PROBLEM DESCRIPTION => Go through the lines below and tally those containing the string "easing". Respond with the number only.

Extracted data entries:
···

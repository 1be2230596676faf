// scroll_engine: scroll-progress animation engine for the mountain-to-monastery page.
// The page's render loop samples scroll once per frame and hands it here; every transform,
// opacity and visibility flag it writes back comes out of this crate. JS is plumbing.

mod accumulator;
mod camera_rig;
mod carousel;
mod chapters;
mod clouds;
mod config;
mod content;
mod curtains;
mod easing;
mod error;
mod flicker;
mod gate;
mod monastery;
mod mountain;
mod resolve;
mod scene;
mod segment;
mod types;
mod wheel;

use wasm_bindgen::prelude::*;

pub use accumulator::{DeltaTracker, RotationAccumulator};
pub use camera_rig::{CameraPose, CameraRig, CameraRigSettings};
pub use carousel::{
    CardStrip, CarouselSettings, OrbitCardState, OrbitCarousel, OrbitSettings, StripLayout,
    StripSettings, StripState,
};
pub use chapters::{Chapter, ChapterMap, ChapterStart};
pub use clouds::{
    CloudLayer, CloudSettings, CloudState, CloudTexture, CloudTransition, FlashSettings, Side,
};
pub use config::EngineConfig;
pub use content::{default_projects, Project};
pub use curtains::{CurtainSettings, CurtainState, PrayerFlagCurtains};
pub use easing::{ease_in_out_cubic, ease_in_quad, ease_out_quad, EasingType};
pub use error::EngineError;
pub use flicker::{flicker, CandleLight, CandleSettings};
pub use gate::{PhaseTracker, Section, SectionPhase, VisibilityGate};
pub use monastery::{CandleState, Monastery, MonasterySettings, MonasteryState};
pub use mountain::{Mountain, MountainSettings, MountainState};
pub use resolve::{damp, damp_vec3, fade_in, follow_alpha, lerp, lerp_vec3};
pub use scene::{FrameOutput, SceneRoot};
pub use segment::{local_progress, stagger, SegmentRange};
pub use types::*;
pub use wheel::{PrayerWheel, WheelSettings, WheelState};

/// Install panic and logging hooks for the browser console.
#[wasm_bindgen(start)]
pub fn init() {
    #[cfg(feature = "console_error_panic_hook")]
    console_error_panic_hook::set_once();

    #[cfg(target_arch = "wasm32")]
    console_log::init_with_level(log::Level::Info).ok();
}

fn to_js(err: EngineError) -> JsValue {
    JsValue::from_str(&err.to_string())
}

/// Main engine interface exposed to JavaScript.
/// One `update` call per frame; results come back as a single JSON document.
#[wasm_bindgen]
pub struct Engine {
    scene: SceneRoot,
}

#[wasm_bindgen]
impl Engine {
    #[wasm_bindgen(constructor)]
    pub fn new(config_json: &str) -> Result<Engine, JsValue> {
        let config = EngineConfig::from_json(config_json).map_err(to_js)?;
        let scene = SceneRoot::new(config).map_err(to_js)?;
        Ok(Engine { scene })
    }

    /// Run one frame and return the `FrameOutput` as JSON.
    pub fn update(
        &mut self,
        scroll_progress: f32,
        delta_time: f32,
        elapsed_time: f32,
    ) -> Result<String, JsValue> {
        let output = self
            .scene
            .update(FrameInput::new(scroll_progress, delta_time, elapsed_time));
        serde_json::to_string(&output).map_err(|e| to_js(e.into()))
    }

    /// Camera for the last frame as `[px, py, pz, lx, ly, lz]`, without a JSON round trip.
    pub fn camera_buffer(&self) -> js_sys::Float32Array {
        let camera = self.scene.camera().to_array();
        js_sys::Float32Array::from(&camera[..])
    }

    /// Current shared wheel rotation, radians.
    pub fn rotation(&self) -> f32 {
        self.scene.rotation()
    }

    /// Recompute viewport-dependent layout.
    pub fn resize(&mut self, viewport_width: f32) {
        self.scene.resize(viewport_width);
    }

    /// Project content as JSON.
    pub fn projects(&self) -> Result<String, JsValue> {
        serde_json::to_string(self.scene.projects()).map_err(|e| to_js(e.into()))
    }

    /// Drop all per-frame state, as on unmount and remount.
    pub fn reset(&mut self) {
        self.scene.reset();
    }
}

#[cfg(test)]
mod tests {
    use super::*;

    #[test]
    fn engine_creation_works() {
        let engine = Engine::new(r#"{"viewport_width":10.0}"#);
        assert!(engine.is_ok());
    }

    #[test]
    fn engine_runs_frames() {
        let mut engine = Engine::new("{}").unwrap();
        let json = engine.update(0.45, 1.0 / 60.0, 0.5).unwrap();
        let value: serde_json::Value = serde_json::from_str(&json).unwrap();
        assert_eq!(value["chapter"], "cloud_transition");
        assert_eq!(value["clouds"]["visible"], true);

        engine.update(0.80, 1.0 / 60.0, 0.52).unwrap();
        engine.update(0.82, 1.0 / 60.0, 0.54).unwrap();
        assert!((engine.rotation() - 0.3).abs() < 1e-4);

        engine.reset();
        assert_eq!(engine.rotation(), 0.0);
    }

    #[test]
    fn engine_lists_projects() {
        let engine = Engine::new("{}").unwrap();
        let projects: Vec<Project> = serde_json::from_str(&engine.projects().unwrap()).unwrap();
        assert_eq!(projects.len(), 4);
        assert_eq!(projects[0].title, "Mountain Explorer");
    }
}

···

EXERCISE RESPONSE => 2